> Directions for this task
Only lines holding the word "FixedOffset" are wanted from the records; copy all of them.

[Dataset records — start]

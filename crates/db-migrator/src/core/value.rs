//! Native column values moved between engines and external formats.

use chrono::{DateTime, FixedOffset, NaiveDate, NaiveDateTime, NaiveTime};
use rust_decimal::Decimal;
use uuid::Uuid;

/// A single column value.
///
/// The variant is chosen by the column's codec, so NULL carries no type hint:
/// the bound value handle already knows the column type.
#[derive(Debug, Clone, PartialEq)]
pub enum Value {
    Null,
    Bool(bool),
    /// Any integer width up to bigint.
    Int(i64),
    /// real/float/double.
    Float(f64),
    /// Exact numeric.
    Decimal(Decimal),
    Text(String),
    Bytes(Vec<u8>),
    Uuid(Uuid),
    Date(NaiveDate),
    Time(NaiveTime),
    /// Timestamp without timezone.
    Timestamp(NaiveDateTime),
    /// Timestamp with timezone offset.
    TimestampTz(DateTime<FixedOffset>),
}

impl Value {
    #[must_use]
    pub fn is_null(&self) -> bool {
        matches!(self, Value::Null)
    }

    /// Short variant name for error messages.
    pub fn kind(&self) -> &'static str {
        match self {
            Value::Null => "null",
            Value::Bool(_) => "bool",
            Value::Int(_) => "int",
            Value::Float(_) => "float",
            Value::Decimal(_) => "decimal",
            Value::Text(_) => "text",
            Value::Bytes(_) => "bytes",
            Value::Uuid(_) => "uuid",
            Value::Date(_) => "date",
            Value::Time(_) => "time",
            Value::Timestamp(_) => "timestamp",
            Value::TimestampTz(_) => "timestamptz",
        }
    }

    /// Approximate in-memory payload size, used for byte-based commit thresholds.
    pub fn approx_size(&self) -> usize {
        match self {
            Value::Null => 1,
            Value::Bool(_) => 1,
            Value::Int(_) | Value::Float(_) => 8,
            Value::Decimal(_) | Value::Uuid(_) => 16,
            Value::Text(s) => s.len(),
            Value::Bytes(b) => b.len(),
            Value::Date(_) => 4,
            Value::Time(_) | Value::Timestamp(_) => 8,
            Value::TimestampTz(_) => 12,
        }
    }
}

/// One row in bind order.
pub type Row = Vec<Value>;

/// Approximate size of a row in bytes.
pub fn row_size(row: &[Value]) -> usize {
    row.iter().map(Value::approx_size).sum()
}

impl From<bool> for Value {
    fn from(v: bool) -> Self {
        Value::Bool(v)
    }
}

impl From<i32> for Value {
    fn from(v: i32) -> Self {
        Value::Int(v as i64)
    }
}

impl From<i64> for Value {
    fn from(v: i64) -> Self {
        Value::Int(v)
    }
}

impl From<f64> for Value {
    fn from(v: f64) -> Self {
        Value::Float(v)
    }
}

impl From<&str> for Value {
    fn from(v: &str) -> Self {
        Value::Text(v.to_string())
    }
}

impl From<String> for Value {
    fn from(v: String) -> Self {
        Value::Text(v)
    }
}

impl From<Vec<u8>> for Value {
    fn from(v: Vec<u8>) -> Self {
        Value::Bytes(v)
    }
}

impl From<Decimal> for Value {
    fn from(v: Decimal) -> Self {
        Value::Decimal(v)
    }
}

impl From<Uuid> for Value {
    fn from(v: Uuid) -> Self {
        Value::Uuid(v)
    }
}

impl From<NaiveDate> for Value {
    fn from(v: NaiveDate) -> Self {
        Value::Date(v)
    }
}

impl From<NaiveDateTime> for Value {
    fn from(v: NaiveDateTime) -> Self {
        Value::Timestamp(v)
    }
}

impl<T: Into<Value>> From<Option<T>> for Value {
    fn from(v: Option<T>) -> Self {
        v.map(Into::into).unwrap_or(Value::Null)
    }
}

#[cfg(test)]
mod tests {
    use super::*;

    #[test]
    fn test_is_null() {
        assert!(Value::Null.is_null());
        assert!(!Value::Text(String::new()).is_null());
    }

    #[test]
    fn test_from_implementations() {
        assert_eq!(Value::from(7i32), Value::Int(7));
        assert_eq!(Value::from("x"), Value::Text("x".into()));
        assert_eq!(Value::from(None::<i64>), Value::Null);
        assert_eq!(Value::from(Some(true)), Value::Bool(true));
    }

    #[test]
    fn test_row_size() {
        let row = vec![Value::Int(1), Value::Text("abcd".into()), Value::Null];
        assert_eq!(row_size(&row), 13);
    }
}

[Dataset records — finish]

> Response area
use chrono::{DateTime, FixedOffset, NaiveDate, NaiveDateTime, NaiveTime};
    TimestampTz(DateTime<FixedOffset>),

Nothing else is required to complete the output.